━━━ Data shown

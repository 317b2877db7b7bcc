// SPDX-License-Identifier: BUSL-1.1
// Copyright (c) 2026 Alfred Jean LLC

//! Subprocess execution helpers

use std::process::Output;
use std::time::Duration;
use tokio::process::Command;

/// Default timeout for tracker (`bd`) commands.
pub const BD_TIMEOUT: Duration = Duration::from_secs(60);

/// Default timeout for tmux commands.
pub const TMUX_TIMEOUT: Duration = Duration::from_secs(10);

/// Default timeout for git worktree operations.
pub const GIT_WORKTREE_TIMEOUT: Duration = Duration::from_secs(60);

/// Default timeout for git status queries.
pub const GIT_STATUS_TIMEOUT: Duration = Duration::from_secs(30);

/// Run a subprocess command with a timeout.
///
/// Wraps `Command::output()` with `tokio::time::timeout`, converting
/// timeout expiration into a descriptive error message. The child process
/// is killed automatically if the timeout elapses (via the tokio `Child`
/// drop implementation).
pub async fn run_with_timeout(
    mut cmd: Command,
    timeout: Duration,
    description: &str,
) -> Result<Output, String> {
    match tokio::time::timeout(timeout, cmd.output()).await {
        Ok(Ok(output)) => Ok(output),
        Ok(Err(io_err)) => Err(format!("{} failed: {}", description, io_err)),
        Err(_elapsed) => Err(format!(
            "{} timed out after {}s",
            description,
            timeout.as_secs()
        )),
    }
}

#[cfg(test)]
#[path = "subprocess_tests.rs"]
mod tests;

━━━━━━

# The problem
Reproduce nothing but the lines from the line containing "match tokio::time::timeout(timeout, cmd.output()).await" to the last line of the data, each exactly as written.

# Solution to the exercise
    match tokio::time::timeout(timeout, cmd.output()).await {
        Ok(Ok(output)) => Ok(output),
        Ok(Err(io_err)) => Err(format!("{} failed: {}", description, io_err)),
        Err(_elapsed) => Err(format!(
            "{} timed out after {}s",
            description,
            timeout.as_secs()
        )),
    }
}

#[cfg(test)]
#[path = "subprocess_tests.rs"]
mod tests;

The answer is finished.